### Input records ###

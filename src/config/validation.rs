use crate::config::types::{Config, HistoryConfig, Provider, RelationalConfig};
use crate::ConfigError;

/// Validates the entire configuration
pub fn validate(config: &Config) -> Result<(), ConfigError> {
    validate_history_config(&config.history)?;

    if let Some(relational) = &config.relational {
        validate_relational_config(relational)?;
    } else if config.history.provider == Provider::Relational {
        return Err(ConfigError::Validation(
            "provider 'mysql' requires a [relational] section".to_string(),
        ));
    }

    Ok(())
}

/// Validates history location settings
fn validate_history_config(config: &HistoryConfig) -> Result<(), ConfigError> {
    if config.cache_dir.as_os_str().is_empty() {
        return Err(ConfigError::Validation(
            "cache_dir cannot be empty".to_string(),
        ));
    }

    validate_file_name(&config.file_name)
}

/// Validates relational store settings
fn validate_relational_config(config: &RelationalConfig) -> Result<(), ConfigError> {
    if config.database_path.is_empty() {
        return Err(ConfigError::Validation(
            "database_path cannot be empty".to_string(),
        ));
    }

    Ok(())
}

/// The base name doubles as a table name, so it is kept to a safe alphabet
fn validate_file_name(name: &str) -> Result<(), ConfigError> {
    if name.is_empty() {
        return Err(ConfigError::Validation(
            "file_name cannot be empty".to_string(),
        ));
    }

    if !name
        .chars()
        .all(|c| c.is_ascii_alphanumeric() || c == '-' || c == '_')
    {
        return Err(ConfigError::Validation(format!(
            "file_name must contain only alphanumeric characters, hyphens and underscores, got '{}'",
            name
        )));
    }

    Ok(())
}
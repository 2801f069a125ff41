//! Success history
//!
//! Keys of requests that completed successfully, split into the baseline
//! inherited from earlier sessions and the delta recorded in this one.

use crate::storage::StorageResult;
use std::collections::HashSet;
use tracing::{info, warn};

/// Baseline/delta set of success keys
#[derive(Debug, Default)]
pub struct SuccessStore {
    baseline: HashSet<String>,
    delta: HashSet<String>,
    inheritable: bool,
}

impl SuccessStore {
    pub fn new() -> Self {
        Self::default()
    }

    /// Starts a session, optionally inheriting persisted successes
    ///
    /// Without inheritance the store is emptied and the backend is not
    /// consulted. With inheritance the baseline is loaded once; further
    /// inheriting reads are no-ops until the store is reset. A failed load
    /// leaves an empty baseline and still counts as the session's inherit,
    /// so records upserted afterwards survive later inheriting reads.
    ///
    /// # Returns
    ///
    /// The number of keys loaded by this call
    pub fn read_inherit<F>(&mut self, inherit: bool, load: F) -> usize
    where
        F: FnOnce() -> StorageResult<HashSet<String>>,
    {
        if !inherit {
            self.clear();
            return 0;
        }

        if self.inheritable {
            return 0;
        }

        self.baseline.clear();
        self.delta.clear();
        self.inheritable = true;

        match load() {
            Ok(keys) => {
                self.baseline = keys;
                info!("Read {} success records", self.baseline.len());
                self.baseline.len()
            }
            Err(e) => {
                warn!("Failed to read success records, starting empty: {}", e);
                0
            }
        }
    }

    /// Returns true if the key already succeeded
    pub fn contains(&self, key: &str) -> bool {
        self.baseline.contains(key) || self.delta.contains(key)
    }

    /// Records a success, returning false if the key was already known
    pub fn upsert(&mut self, key: String) -> bool {
        if self.contains(&key) {
            return false;
        }
        self.delta.insert(key)
    }

    pub fn delete(&mut self, key: &str) {
        self.baseline.remove(key);
        self.delta.remove(key);
    }

    /// Persists pending keys and folds them into the baseline
    ///
    /// On a backend error the delta stays pending for the next flush.
    ///
    /// # Returns
    ///
    /// The number of keys handed to the backend
    pub fn flush<F>(&mut self, persist: F) -> usize
    where
        F: FnOnce(&HashSet<String>) -> StorageResult<usize>,
    {
        if self.delta.is_empty() {
            return 0;
        }

        let attempted = self.delta.len();
        match persist(&self.delta) {
            Ok(_) => {
                let delta = std::mem::take(&mut self.delta);
                self.baseline.extend(delta);
            }
            Err(e) => {
                warn!(
                    "Failed to persist {} success records, keeping them pending: {}",
                    attempted, e
                );
            }
        }
        attempted
    }

    /// Forgets everything, including whether the session inherited
    pub fn clear(&mut self) {
        self.baseline.clear();
        self.delta.clear();
        self.inheritable = false;
    }

    pub fn is_inheritable(&self) -> bool {
        self.inheritable
    }

    /// Number of keys already persisted
    pub fn persisted(&self) -> usize {
        self.baseline.len()
    }

    /// Number of keys waiting for a flush
    pub fn pending(&self) -> usize {
        self.delta.len()
    }
}
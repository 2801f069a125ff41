use crate::request::{Record, Request};
use crate::{CodecError, CodecResult};
use sha2::{Digest, Sha256};
use url::Url;

/// Computes the success key for a record
///
/// The key is the hex-encoded SHA-256 of the upper-cased method and the URL,
/// so the same fetch always maps to the same key.
pub fn success_key<R: Record + ?Sized>(record: &R) -> String {
    let mut hasher = Sha256::new();
    hasher.update(record.method().to_ascii_uppercase().as_bytes());
    hasher.update(b" ");
    hasher.update(record.url().as_bytes());
    hex::encode(hasher.finalize())
}

/// Computes the failure key for a request
///
/// Failure keys carry the whole request so it can be rebuilt for retry.
pub fn failure_key(request: &Request) -> CodecResult<String> {
    Ok(serde_json::to_string(request)?)
}

/// Rebuilds a request from a failure key
///
/// # Returns
///
/// * `Ok(Request)` - The decoded request
/// * `Err(CodecError::Decode)` - The key is not a serialized request
/// * `Err(CodecError::InvalidRequest)` - The request has no spider or a bad URL
pub fn decode_request(key: &str) -> CodecResult<Request> {
    let request: Request = serde_json::from_str(key)?;

    if request.spider.is_empty() {
        return Err(CodecError::InvalidRequest(format!(
            "missing spider name for {}",
            request.url
        )));
    }

    Url::parse(&request.url)
        .map_err(|e| CodecError::InvalidRequest(format!("bad URL '{}': {}", request.url, e)))?;

    Ok(request)
}

/// Name of the spider that owns a request
pub fn spider_name_of(request: &Request) -> &str {
    &request.spider
}
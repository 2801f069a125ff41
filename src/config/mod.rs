//! Configuration module for crawl-history
//!
//! This module handles loading, parsing, and validating TOML configuration files.
//!
//! # Example
//!
//! ```no_run
//! use crawl_history::config::load_config;
//! use std::path::Path;
//!
//! let config = load_config(Path::new("history.toml")).unwrap();
//! println!("History provider: {}", config.history.provider);
//! ```

mod parser;
mod types;
mod validation;

// Re-export types
pub use types::{
    Config, HistoryConfig, Provider, RelationalConfig, FAILURE_SUFFIX, SUCCESS_SUFFIX,
};

// Re-export parser functions
pub use parser::{load_config, parse_config};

###

◆ Task item:
Read through the entries and copy each line in which "loaded" appears.

◆ Output below:
    /// consulted. With inheritance the baseline is loaded once; further
    /// The number of keys loaded by this call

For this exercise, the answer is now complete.